== EXERCISE INPUT

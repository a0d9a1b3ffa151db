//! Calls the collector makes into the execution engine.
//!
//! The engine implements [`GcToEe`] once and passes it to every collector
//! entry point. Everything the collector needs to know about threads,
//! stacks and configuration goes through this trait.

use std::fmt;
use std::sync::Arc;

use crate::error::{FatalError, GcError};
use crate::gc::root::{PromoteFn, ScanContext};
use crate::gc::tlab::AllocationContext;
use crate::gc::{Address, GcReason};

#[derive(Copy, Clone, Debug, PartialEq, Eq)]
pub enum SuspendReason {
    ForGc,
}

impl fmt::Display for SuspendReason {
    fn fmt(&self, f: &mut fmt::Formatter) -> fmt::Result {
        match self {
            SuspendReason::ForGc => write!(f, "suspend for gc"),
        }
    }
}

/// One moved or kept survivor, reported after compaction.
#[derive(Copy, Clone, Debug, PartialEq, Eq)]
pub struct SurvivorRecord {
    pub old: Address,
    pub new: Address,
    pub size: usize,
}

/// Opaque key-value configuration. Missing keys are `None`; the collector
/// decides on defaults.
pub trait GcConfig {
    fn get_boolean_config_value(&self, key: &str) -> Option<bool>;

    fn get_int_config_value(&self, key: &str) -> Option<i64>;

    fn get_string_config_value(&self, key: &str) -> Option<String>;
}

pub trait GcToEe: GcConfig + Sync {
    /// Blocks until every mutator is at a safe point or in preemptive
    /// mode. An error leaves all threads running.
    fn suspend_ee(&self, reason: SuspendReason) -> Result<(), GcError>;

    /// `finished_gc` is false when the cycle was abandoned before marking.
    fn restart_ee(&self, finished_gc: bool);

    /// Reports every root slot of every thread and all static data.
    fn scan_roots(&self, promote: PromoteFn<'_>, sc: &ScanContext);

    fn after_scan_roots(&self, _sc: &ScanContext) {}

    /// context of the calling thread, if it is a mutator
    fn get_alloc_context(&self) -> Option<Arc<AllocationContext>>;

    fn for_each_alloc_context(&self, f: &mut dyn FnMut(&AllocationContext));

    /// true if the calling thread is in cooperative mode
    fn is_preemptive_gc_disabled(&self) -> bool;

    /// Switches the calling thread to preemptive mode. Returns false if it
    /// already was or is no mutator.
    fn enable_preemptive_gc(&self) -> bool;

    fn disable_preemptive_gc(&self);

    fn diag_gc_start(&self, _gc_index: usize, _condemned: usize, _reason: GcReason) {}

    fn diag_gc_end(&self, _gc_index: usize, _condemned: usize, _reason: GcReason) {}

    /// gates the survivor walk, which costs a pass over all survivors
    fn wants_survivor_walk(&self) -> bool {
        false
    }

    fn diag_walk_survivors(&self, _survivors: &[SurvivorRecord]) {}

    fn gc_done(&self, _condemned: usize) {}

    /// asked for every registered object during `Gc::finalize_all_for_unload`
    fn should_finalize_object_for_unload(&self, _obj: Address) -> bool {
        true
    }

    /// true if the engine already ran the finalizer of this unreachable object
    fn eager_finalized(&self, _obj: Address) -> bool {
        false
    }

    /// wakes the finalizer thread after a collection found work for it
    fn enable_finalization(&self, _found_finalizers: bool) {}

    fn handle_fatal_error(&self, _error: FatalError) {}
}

====
== EXERCISE INPUT

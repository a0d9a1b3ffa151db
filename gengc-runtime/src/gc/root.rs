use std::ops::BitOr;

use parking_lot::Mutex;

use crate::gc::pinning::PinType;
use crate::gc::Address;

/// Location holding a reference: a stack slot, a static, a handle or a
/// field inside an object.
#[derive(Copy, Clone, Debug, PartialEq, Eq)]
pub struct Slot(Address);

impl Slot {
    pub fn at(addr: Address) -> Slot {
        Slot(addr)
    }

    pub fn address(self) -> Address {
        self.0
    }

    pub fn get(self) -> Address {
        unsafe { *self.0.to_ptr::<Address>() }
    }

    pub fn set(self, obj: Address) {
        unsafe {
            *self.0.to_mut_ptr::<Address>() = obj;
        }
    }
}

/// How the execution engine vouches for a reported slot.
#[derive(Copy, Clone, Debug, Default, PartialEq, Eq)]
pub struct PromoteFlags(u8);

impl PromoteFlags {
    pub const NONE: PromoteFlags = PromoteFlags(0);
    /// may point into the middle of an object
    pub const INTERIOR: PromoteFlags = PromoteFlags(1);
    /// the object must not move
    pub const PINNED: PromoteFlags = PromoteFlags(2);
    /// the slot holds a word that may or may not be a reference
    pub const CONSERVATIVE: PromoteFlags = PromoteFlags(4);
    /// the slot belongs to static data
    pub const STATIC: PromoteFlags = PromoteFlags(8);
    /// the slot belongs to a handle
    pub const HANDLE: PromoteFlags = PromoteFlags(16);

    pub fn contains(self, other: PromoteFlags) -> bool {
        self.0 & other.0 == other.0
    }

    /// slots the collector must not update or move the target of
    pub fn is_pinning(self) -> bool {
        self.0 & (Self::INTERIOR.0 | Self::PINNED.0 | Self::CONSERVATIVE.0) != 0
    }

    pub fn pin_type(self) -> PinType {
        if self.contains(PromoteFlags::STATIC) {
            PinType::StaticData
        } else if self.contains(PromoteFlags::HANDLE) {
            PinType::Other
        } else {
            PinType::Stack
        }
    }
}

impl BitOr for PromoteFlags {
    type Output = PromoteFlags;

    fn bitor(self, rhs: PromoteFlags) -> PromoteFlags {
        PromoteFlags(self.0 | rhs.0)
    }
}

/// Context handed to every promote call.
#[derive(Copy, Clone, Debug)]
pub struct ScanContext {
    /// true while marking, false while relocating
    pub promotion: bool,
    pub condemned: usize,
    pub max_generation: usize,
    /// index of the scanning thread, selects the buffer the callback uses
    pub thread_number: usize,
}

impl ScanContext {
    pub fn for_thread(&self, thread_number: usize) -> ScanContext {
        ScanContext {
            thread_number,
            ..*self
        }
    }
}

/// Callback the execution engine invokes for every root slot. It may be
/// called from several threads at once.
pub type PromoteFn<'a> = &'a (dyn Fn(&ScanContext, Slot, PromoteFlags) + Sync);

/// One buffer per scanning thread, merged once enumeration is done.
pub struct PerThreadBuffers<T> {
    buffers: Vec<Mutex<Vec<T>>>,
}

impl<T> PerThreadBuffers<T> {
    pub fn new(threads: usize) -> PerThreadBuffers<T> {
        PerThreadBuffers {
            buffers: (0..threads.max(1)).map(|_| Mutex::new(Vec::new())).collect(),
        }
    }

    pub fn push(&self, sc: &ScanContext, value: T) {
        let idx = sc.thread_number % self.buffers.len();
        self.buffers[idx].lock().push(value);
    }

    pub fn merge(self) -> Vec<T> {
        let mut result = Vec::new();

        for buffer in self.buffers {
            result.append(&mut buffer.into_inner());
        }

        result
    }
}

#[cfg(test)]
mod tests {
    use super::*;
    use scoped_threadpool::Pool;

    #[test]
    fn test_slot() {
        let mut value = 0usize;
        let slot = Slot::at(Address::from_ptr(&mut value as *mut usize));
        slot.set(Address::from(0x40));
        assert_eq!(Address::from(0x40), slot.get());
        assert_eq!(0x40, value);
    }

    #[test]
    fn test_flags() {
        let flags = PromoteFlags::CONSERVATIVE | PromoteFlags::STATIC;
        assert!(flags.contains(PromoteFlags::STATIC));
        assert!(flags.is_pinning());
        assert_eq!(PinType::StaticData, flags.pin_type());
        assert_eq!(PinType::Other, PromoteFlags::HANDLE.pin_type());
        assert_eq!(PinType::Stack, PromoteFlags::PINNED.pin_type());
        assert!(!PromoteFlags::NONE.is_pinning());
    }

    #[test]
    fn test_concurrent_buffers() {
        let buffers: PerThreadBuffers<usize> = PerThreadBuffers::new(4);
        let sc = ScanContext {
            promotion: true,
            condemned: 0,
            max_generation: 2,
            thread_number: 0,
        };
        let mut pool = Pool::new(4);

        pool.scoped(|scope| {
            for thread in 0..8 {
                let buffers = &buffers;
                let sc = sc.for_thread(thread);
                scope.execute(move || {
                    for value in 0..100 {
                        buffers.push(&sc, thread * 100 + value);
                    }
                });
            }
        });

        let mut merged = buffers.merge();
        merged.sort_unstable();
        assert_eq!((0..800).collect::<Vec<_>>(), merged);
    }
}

====

• EXERCISE GOAL: The word "crate" appears in how many lines of the records? Give the number only.

• WORKED SOLUTION: 6